Power BI — Object Level Security

Michal Molka
3 min readMar 18, 2022

Everyone who works with Power BI has heard or used an Row Level Security. But not everyone knows that Power BI offers an OLS — Object Level Security. If you want to restrict an access to a particular object like a table or a column. You can use this functionality. As of today, you have to use Tabular Editor to implement the OLS. There is no option to implement it through the Power BI Desktop/Service UI.

At the beginning, I’ve created a model containing two identical tables, two measures and two visualizations. Each of measures and visualizations uses a different table.

The second step is to create a Role where we apply the OLS.

In Tabular Editor, lets restrict an access to the entire table.
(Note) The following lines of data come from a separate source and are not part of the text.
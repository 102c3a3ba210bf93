//! Exchange order snapshots and the requests used to create them.

use chrono::{DateTime, Utc};
use rust_decimal::Decimal;
use serde::{Deserialize, Serialize};

/// Exchange-reported order status.
#[derive(Debug, Clone, Copy, PartialEq, Eq, Serialize, Deserialize)]
#[serde(rename_all = "lowercase")]
pub enum OrderStatus {
    Open,
    Closed,
    Canceled,
    Expired,
    Rejected,
}

impl OrderStatus {
    pub fn as_str(&self) -> &'static str {
        match self {
            OrderStatus::Open => "open",
            OrderStatus::Closed => "closed",
            OrderStatus::Canceled => "canceled",
            OrderStatus::Expired => "expired",
            OrderStatus::Rejected => "rejected",
        }
    }
}

/// Order direction.
#[derive(Debug, Clone, Copy, PartialEq, Eq, Serialize, Deserialize)]
#[serde(rename_all = "lowercase")]
pub enum OrderSide {
    Buy,
    Sell,
}

impl OrderSide {
    pub fn as_str(&self) -> &'static str {
        match self {
            OrderSide::Buy => "buy",
            OrderSide::Sell => "sell",
        }
    }
}

/// Order type as understood by the exchange.
#[derive(Debug, Clone, Copy, PartialEq, Eq, Serialize, Deserialize)]
#[serde(rename_all = "snake_case")]
pub enum OrderType {
    Limit,
    Market,
    StopLossLimit,
}

impl OrderType {
    pub fn as_str(&self) -> &'static str {
        match self {
            OrderType::Limit => "limit",
            OrderType::Market => "market",
            OrderType::StopLossLimit => "stop_loss_limit",
        }
    }
}

/// Time in force for submitted orders.
#[derive(Debug, Clone, Copy, PartialEq, Eq, Default, Serialize, Deserialize)]
#[serde(rename_all = "lowercase")]
pub enum TimeInForce {
    #[default]
    Gtc,
    Fok,
    Ioc,
}

/// Fee charged on an order or a fill.
#[derive(Debug, Clone, PartialEq, Serialize, Deserialize)]
pub struct OrderFee {
    /// Currency the fee was charged in
    pub currency: String,

    /// Absolute fee amount in that currency
    pub cost: Decimal,
}

/// Snapshot of an exchange order. Never owned; always re-fetched.
#[derive(Debug, Clone, Serialize, Deserialize)]
pub struct Order {
    pub id: String,
    pub pair: String,
    pub status: OrderStatus,
    pub side: OrderSide,
    pub order_type: OrderType,

    /// Limit price
    pub price: Decimal,

    /// Average fill price, if the exchange reports one
    #[serde(default)]
    pub average: Option<Decimal>,

    /// Requested base amount
    pub amount: Decimal,
    pub filled: Decimal,
    pub remaining: Decimal,

    /// Quote currency spent or received so far
    pub cost: Decimal,

    #[serde(default)]
    pub fee: Option<OrderFee>,

    /// Trigger price for stop orders
    #[serde(default)]
    pub stop_price: Option<Decimal>,

    pub datetime: DateTime<Utc>,
}

impl Order {
    /// Price the order actually executed at.
    pub fn fill_price(&self) -> Decimal {
        self.average.filter(|a| !a.is_zero()).unwrap_or(self.price)
    }

    pub fn is_open(&self) -> bool {
        self.status == OrderStatus::Open
    }

    /// Expired or rejected by the exchange.
    pub fn is_dead(&self) -> bool {
        matches!(self.status, OrderStatus::Expired | OrderStatus::Rejected)
    }
}

/// Order submission parameters.
#[derive(Debug, Clone)]
pub struct OrderRequest {
    pub pair: String,
    pub side: OrderSide,
    pub order_type: OrderType,
    pub amount: Decimal,
    pub price: Decimal,
    pub time_in_force: TimeInForce,
    pub stop_price: Option<Decimal>,
}

impl OrderRequest {
    pub fn buy(pair: &str, order_type: OrderType, amount: Decimal, price: Decimal, tif: TimeInForce) -> Self {
        Self {
            pair: pair.to_string(),
            side: OrderSide::Buy,
            order_type,
            amount,
            price,
            time_in_force: tif,
            stop_price: None,
        }
    }

    pub fn sell(pair: &str, order_type: OrderType, amount: Decimal, price: Decimal, tif: TimeInForce) -> Self {
        Self {
            pair: pair.to_string(),
            side: OrderSide::Sell,
            order_type,
            amount,
            price,
            time_in_force: tif,
            stop_price: None,
        }
    }

    /// Stop-loss limit sell triggered at `stop_price`.
    pub fn stoploss(pair: &str, amount: Decimal, stop_price: Decimal, limit_price: Decimal) -> Self {
        Self {
            pair: pair.to_string(),
            side: OrderSide::Sell,
            order_type: OrderType::StopLossLimit,
            amount,
            price: limit_price,
            time_in_force: TimeInForce::Gtc,
            stop_price: Some(stop_price),
        }
    }
}

/// A single execution belonging to an order.
#[derive(Debug, Clone, Serialize, Deserialize)]
pub struct Fill {
    pub order_id: String,
    pub pair: String,
    pub amount: Decimal,
    pub price: Decimal,
    #[serde(default)]
    pub fee: Option<OrderFee>,
    pub timestamp: DateTime<Utc>,
}

#[cfg(test)]
mod tests {
    use super::*;
    use rust_decimal_macros::dec;

    fn order(average: Option<Decimal>) -> Order {
        Order {
            id: "1".to_string(),
            pair: "ETH/BTC".to_string(),
            status: OrderStatus::Closed,
            side: OrderSide::Buy,
            order_type: OrderType::Limit,
            price: dec!(0.1),
            average,
            amount: dec!(10),
            filled: dec!(10),
            remaining: Decimal::ZERO,
            cost: dec!(1),
            fee: None,
            stop_price: None,
            datetime: Utc::now(),
        }
    }

    #[test]
    fn test_fill_price_prefers_average() {
        assert_eq!(order(Some(dec!(0.09))).fill_price(), dec!(0.09));
        assert_eq!(order(None).fill_price(), dec!(0.1));
        assert_eq!(order(Some(Decimal::ZERO)).fill_price(), dec!(0.1));
    }

    #[test]
    fn test_status_serializes_lowercase() {
        let json = serde_json::to_string(&OrderStatus::Canceled).unwrap();
        assert_eq!(json, "\"canceled\"");
    }
}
In order to do this, you need to select a role. Afterwards, in the Security section -> select a table inside a Table Permissions subsection, and then select “None”.

Once you saved changes and selected a Role in PBI Desktop (View as roles).

The second visualization is useless. Why? The restricted table is invisible from a model standpoint, theoretically it doesn’t exist in the model for this particular group (Restricted OLS).

Let’s assume that we want to restrict an access to two columns, not an entire table.

Expand a Tables folder, do the same with a table. Pick a column which you want to hide. In the Object Security Section change the state to “None”.

After the model has been saved. You are no longer able to see affected columns. In this case the [ID] and the [Invoice_Item_Number].

After the report is deployed to the Power BI Service, you can add users or groups who should belong to the restricted group. A configuration is performed in the Dataset Security section.